UK won't share pound with independent Scotland, Osborne warns
A formal currency union between an independent Scotland and the rest of the UK will not happen, George Osborne has told MPs.
The Chancellor said it was a "no ifs, no buts" position as he insisted there would not be a deal to allow Scotland to share sterling after independence.
The three main Westminster parties have all ruled out a currency union, but doubts about the Government's position surfaced earlier this year when an unnamed minister was reported as saying "of course" there would be a deal done to share the pound.

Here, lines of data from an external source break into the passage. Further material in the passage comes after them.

//! Telemetry Sampler
//!
//! Samples a [`ResourceProbe`] at a fixed cadence on a dedicated thread while
//! a build runs. The sampler owns its timeline buffer; `stop()` wakes the
//! thread through a channel, joins it, and hands the buffer back.
//!
//! ## Tick scheduling
//!
//! ```text
//! seed reading (process start)
//!     │
//!     ▼
//! ┌────────────┐   stop signal   ┌──────────┐
//! │ wait until │ ──────────────▶ │  return  │
//! │  deadline  │                 │ timeline │
//! └─────┬──────┘                 └──────────┘
//!       │ deadline reached
//!       ▼
//!  read probe → CPU delta vs previous reading → push sample
//!       │
//!       ▼
//!  next deadline += interval (missed deadlines are skipped, never queued)
//! ```

use crate::probe::{ResourceProbe, ResourceReading};
use crate::run::ResourceSample;
use chrono::Utc;
use std::sync::mpsc::{self, RecvTimeoutError, Sender};
use std::thread::JoinHandle;
use std::time::{Duration, Instant};
use tracing::{debug, trace, warn};

/// Sampler configuration
#[derive(Debug, Clone, Copy, PartialEq, Eq)]
pub struct SamplerConfig {
    /// Time between ticks
    pub interval: Duration,
}

impl Default for SamplerConfig {
    fn default() -> Self {
        Self {
            interval: Duration::from_millis(crate::DEFAULT_SAMPLE_INTERVAL_MS),
        }
    }
}

/// Fixed-cadence resource sampler running on its own thread
pub struct TelemetrySampler {
    stop_tx: Option<Sender<()>>,
    handle: Option<JoinHandle<Vec<ResourceSample>>>,
}

impl TelemetrySampler {
    /// Start sampling immediately.
    ///
    /// `started` is the moment the monitored process started; sample
    /// timestamps are measured from it and the first CPU delta is seeded
    /// from a reading taken now.
    pub fn start(
        probe: Box<dyn ResourceProbe>,
        config: SamplerConfig,
        started: Instant,
    ) -> std::io::Result<Self> {
        let interval = config.interval.max(Duration::from_millis(1));
        let epoch_ms_at_start = (Utc::now().timestamp_millis().max(0) as u64)
            .saturating_sub(started.elapsed().as_millis() as u64);

        let (stop_tx, stop_rx) = mpsc::channel::<()>();
        let handle = std::thread::Builder::new()
            .name("buildbench-sampler".to_string())
            .spawn(move || {
                sample_loop(probe, interval, started, epoch_ms_at_start, |wait| {
                    match stop_rx.recv_timeout(wait) {
                        Err(RecvTimeoutError::Timeout) => false,
                        // stop requested, or the sampler handle was dropped
                        Ok(()) | Err(RecvTimeoutError::Disconnected) => true,
                    }
                })
            })?;

        Ok(Self {
            stop_tx: Some(stop_tx),
            handle: Some(handle),
        })
    }

    /// Stop sampling and return the ordered timeline.
    ///
    /// Calling `stop` again returns an empty timeline.
    pub fn stop(&mut self) -> Vec<ResourceSample> {
        let Some(handle) = self.handle.take() else {
            return Vec::new();
        };
        if let Some(tx) = self.stop_tx.take() {
            let _ = tx.send(());
        }
        handle.join().unwrap_or_else(|_| {
            warn!("Sampler thread panicked; discarding its timeline");
            Vec::new()
        })
    }
}

impl Drop for TelemetrySampler {
    fn drop(&mut self) {
        let _ = self.stop();
    }
}

/// CPU percentages between two readings over `wall` elapsed time
fn cpu_percentages(previous: &ResourceReading, current: &ResourceReading, wall: Duration) -> (f64, f64) {
    let wall = wall.as_secs_f64();
    if wall <= 0.0 {
        return (0.0, 0.0);
    }
    let user = current.cpu_user.saturating_sub(previous.cpu_user).as_secs_f64();
    let system = current
        .cpu_system
        .saturating_sub(previous.cpu_system)
        .as_secs_f64();
    (user / wall * 100.0, system / wall * 100.0)
}

/// Next deadline at or after `next_tick` that is still in the future, and the
/// number of deadlines skipped to reach it. Skipped ticks are never queued.
fn advance_tick(next_tick: Instant, now: Instant, interval: Duration) -> (Instant, u64) {
    if next_tick > now {
        return (next_tick, 0);
    }
    let behind = now.duration_since(next_tick).as_nanos();
    let interval_ns = interval.as_nanos().max(1);
    let skipped = u64::try_from(behind / interval_ns + 1).unwrap_or(u64::MAX);
    // Phase of `now` within the current interval, always <= behind
    let phase = u64::try_from(behind % interval_ns).unwrap_or(u64::MAX);
    (now - Duration::from_nanos(phase) + interval, skipped)
}

/// The sampling loop. `wait_for_stop` blocks for at most the given duration
/// and returns `true` once sampling should end.
fn sample_loop(
    mut probe: Box<dyn ResourceProbe>,
    interval: Duration,
    started: Instant,
    epoch_ms_at_start: u64,
    mut wait_for_stop: impl FnMut(Duration) -> bool,
) -> Vec<ResourceSample> {
    let mut samples = Vec::new();
    let mut previous = probe.read().ok().map(|reading| (reading, Instant::now()));
    let mut last_timestamp: Option<u64> = None;
    let mut next_tick = Instant::now() + interval;
    let mut skipped_ticks = 0u64;

    loop {
        if wait_for_stop(next_tick.saturating_duration_since(Instant::now())) {
            break;
        }

        let now = Instant::now();
        match probe.read() {
            Ok(reading) => {
                let timestamp_ms =
                    epoch_ms_at_start + now.saturating_duration_since(started).as_millis() as u64;

                if last_timestamp.is_none_or(|last| timestamp_ms > last) {
                    let (cpu_user_pct, cpu_system_pct) = match &previous {
                        Some((prev, at)) => cpu_percentages(prev, &reading, now - *at),
                        None => (0.0, 0.0),
                    };
                    samples.push(ResourceSample {
                        timestamp_ms,
                        heap_used: reading.memory.heap_used,
                        heap_total: reading.memory.heap_total,
                        rss: reading.memory.rss,
                        external: reading.memory.external,
                        cpu_user_pct,
                        cpu_system_pct,
                    });
                    last_timestamp = Some(timestamp_ms);
                }
                previous = Some((reading, now));
            }
            Err(e) => trace!(error = %e, "Probe read failed, skipping tick"),
        }

        let (tick, skipped) = advance_tick(next_tick + interval, Instant::now(), interval);
        next_tick = tick;
        skipped_ticks = skipped_ticks.saturating_add(skipped);
    }

    debug!(samples = samples.len(), skipped_ticks, "Sampler stopped");
    samples
}

#[cfg(test)]
mod tests {
    use super::*;
    use crate::probe::MemoryCounters;
    use std::sync::Arc;
    use std::sync::atomic::{AtomicU64, Ordering};

    /// Probe that burns a fixed amount of "CPU" per read
    struct FakeProbe {
        reads: Arc<AtomicU64>,
        cpu_per_read: Duration,
        read_delay: Duration,
    }

    impl FakeProbe {
        fn new(reads: Arc<AtomicU64>) -> Self {
            Self {
                reads,
                cpu_per_read: Duration::from_millis(5),
                read_delay: Duration::ZERO,
            }
        }
    }

    impl ResourceProbe for FakeProbe {
        fn read(&mut self) -> std::io::Result<ResourceReading> {
            if !self.read_delay.is_zero() {
                std::thread::sleep(self.read_delay);
            }
            let n = self.reads.fetch_add(1, Ordering::SeqCst) + 1;
            Ok(ResourceReading {
                memory: MemoryCounters {
                    heap_used: n * 10,
                    heap_total: n * 20,
                    rss: n * 100,
                    external: 1,
                },
                cpu_user: self.cpu_per_read * n as u32,
                cpu_system: Duration::ZERO,
            })
        }
    }

    struct FailingProbe;

    impl ResourceProbe for FailingProbe {
        fn read(&mut self) -> std::io::Result<ResourceReading> {
            Err(std::io::Error::other("no counters"))
        }
    }

    fn config(ms: u64) -> SamplerConfig {
        SamplerConfig {
            interval: Duration::from_millis(ms),
        }
    }

    #[test]
    fn test_samples_are_ordered_and_increasing() {
        let reads = Arc::new(AtomicU64::new(0));
        let probe = Box::new(FakeProbe::new(reads.clone()));
        let mut sampler = TelemetrySampler::start(probe, config(10), Instant::now()).unwrap();

        std::thread::sleep(Duration::from_millis(150));
        let samples = sampler.stop();

        assert!(samples.len() >= 3, "got {} samples", samples.len());
        assert!(samples.windows(2).all(|w| w[0].timestamp_ms < w[1].timestamp_ms));
        assert!(samples.windows(2).all(|w| w[0].rss < w[1].rss));
    }

    #[test]
    fn test_first_tick_is_seeded() {
        let reads = Arc::new(AtomicU64::new(0));
        let probe = Box::new(FakeProbe::new(reads));
        let mut sampler = TelemetrySampler::start(probe, config(10), Instant::now()).unwrap();

        std::thread::sleep(Duration::from_millis(60));
        let samples = sampler.stop();

        assert!(!samples.is_empty());
        assert!(samples[0].cpu_user_pct > 0.0);
        assert_eq!(samples[0].cpu_system_pct, 0.0);
    }

    #[test]
    fn test_stop_is_idempotent() {
        let reads = Arc::new(AtomicU64::new(0));
        let probe = Box::new(FakeProbe::new(reads));
        let mut sampler = TelemetrySampler::start(probe, config(10), Instant::now()).unwrap();

        std::thread::sleep(Duration::from_millis(30));
        let _ = sampler.stop();
        assert!(sampler.stop().is_empty());
    }

    #[test]
    fn test_stop_halts_sampling() {
        let reads = Arc::new(AtomicU64::new(0));
        let probe = Box::new(FakeProbe::new(reads.clone()));
        let mut sampler = TelemetrySampler::start(probe, config(5), Instant::now()).unwrap();

        std::thread::sleep(Duration::from_millis(40));
        let _ = sampler.stop();
        let after_stop = reads.load(Ordering::SeqCst);
        std::thread::sleep(Duration::from_millis(40));
        assert_eq!(reads.load(Ordering::SeqCst), after_stop);
    }

    #[test]
    fn test_slow_probe_skips_ticks() {
        let reads = Arc::new(AtomicU64::new(0));
        let mut probe = FakeProbe::new(reads);
        probe.read_delay = Duration::from_millis(25);
        let mut sampler =
            TelemetrySampler::start(Box::new(probe), config(10), Instant::now()).unwrap();

        std::thread::sleep(Duration::from_millis(250));
        let samples = sampler.stop();

        // One read per ~25ms at most; missed 10ms ticks are not replayed
        assert!(samples.len() <= 12, "got {} samples", samples.len());
        assert!(samples.windows(2).all(|w| w[0].timestamp_ms < w[1].timestamp_ms));
    }

    #[test]
    fn test_failing_probe_yields_empty_timeline() {
        let mut sampler =
            TelemetrySampler::start(Box::new(FailingProbe), config(5), Instant::now()).unwrap();
        std::thread::sleep(Duration::from_millis(30));
        assert!(sampler.stop().is_empty());
    }

    #[test]
    fn test_cpu_percentages() {
        let prev = ResourceReading {
            cpu_user: Duration::from_millis(100),
            cpu_system: Duration::from_millis(10),
            ..Default::default()
        };
        let cur = ResourceReading {
            cpu_user: Duration::from_millis(150),
            cpu_system: Duration::from_millis(20),
            ..Default::default()
        };
        let (user, system) = cpu_percentages(&prev, &cur, Duration::from_millis(100));
        assert!((user - 50.0).abs() < 1e-9);
        assert!((system - 10.0).abs() < 1e-9);

        assert_eq!(cpu_percentages(&prev, &cur, Duration::ZERO), (0.0, 0.0));
    }

    #[test]
    fn test_advance_tick() {
        let t0 = Instant::now();
        let ms = Duration::from_millis;

        // On time: nothing skipped
        assert_eq!(advance_tick(t0 + ms(10), t0, ms(10)), (t0 + ms(10), 0));
        // Deadline reached exactly: move one interval on
        assert_eq!(advance_tick(t0, t0, ms(10)), (t0 + ms(10), 1));
        // 25ms behind a 10ms cadence: three deadlines skipped, phase kept
        assert_eq!(advance_tick(t0, t0 + ms(25), ms(10)), (t0 + ms(30), 3));
    }

    #[test]
    fn test_advance_tick_counts_beyond_u32() {
        let t0 = Instant::now();
        let behind = Duration::from_secs(10);
        let (tick, skipped) = advance_tick(t0, t0 + behind, Duration::from_nanos(1));
        assert_eq!(skipped, 10_000_000_001);
        assert_eq!(tick, t0 + behind + Duration::from_nanos(1));
    }
}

But Mr Osborne said: "The currency is one of the most important issues in the independence debate. All the evidence suggests that people in Scotland value highly the stability and security of the UK pound, backed by the strength of the Bank of England and taxpayers from across the whole of the UK."
He said he wanted Scotland to keep the pound "but the only way this will happen is if we stay together".
"The nationalists' preferred plan is to replace our UK pound with something very different to what we have now, an unstable eurozone-style currency union which wouldn't work at all for Scotland or the UK," he said.
"It's a plan where Scotland leaves the UK but the Scottish nationalists still expect taxpayers in the rest of the UK to continue to provide a safety net.
"It's a plan where the nationalists want to be independent but make Scotland's economic policy dependent on another country in which it no longer has any say or representation.
"That's why it's a plan that simply doesn't make sense."
Mr Osborne told the Commons Scottish Affairs Select Committee: "As Chancellor of the Exchequer it is my obligation to explain that no currency arrangement under independence will be the same as the strength and stability of one UK, with one UK pound.
"The people of Scotland deserve straight answers to straight questions and you have had straight answers from the Labour shadow chancellor, the Liberal Democrat Chief Secretary and from me the Conservative Chancellor.
"We have all made it clear that there will be no currency union if Scotland becomes independent, no ifs, no buts. An independent Scotland would not share the pound with the rest of the UK."
The committee's Labour chairman Ian Davidson said Mr Osborne's announcement that Scotland would not be able to share the pound, made on a visit to Edinburgh, was a "presentational disaster".
He said: "It looked as if it was some English Tory coming up to tell us what we could and couldn't do."
Mr Osborne said he had an obligation to provide the people of Scotland with the facts about the consequences of independence
He told the MPs that the legal position was clear that the rest of the UK would retain the central bank - the Bank of England - which stands behind the pound.
"It is not like a divorce where you are dividing up the CD collection, this is something very different," he said. "This is a fundamental set of arrangements intrinsic to the UK and it's not just a physical asset that would be shared."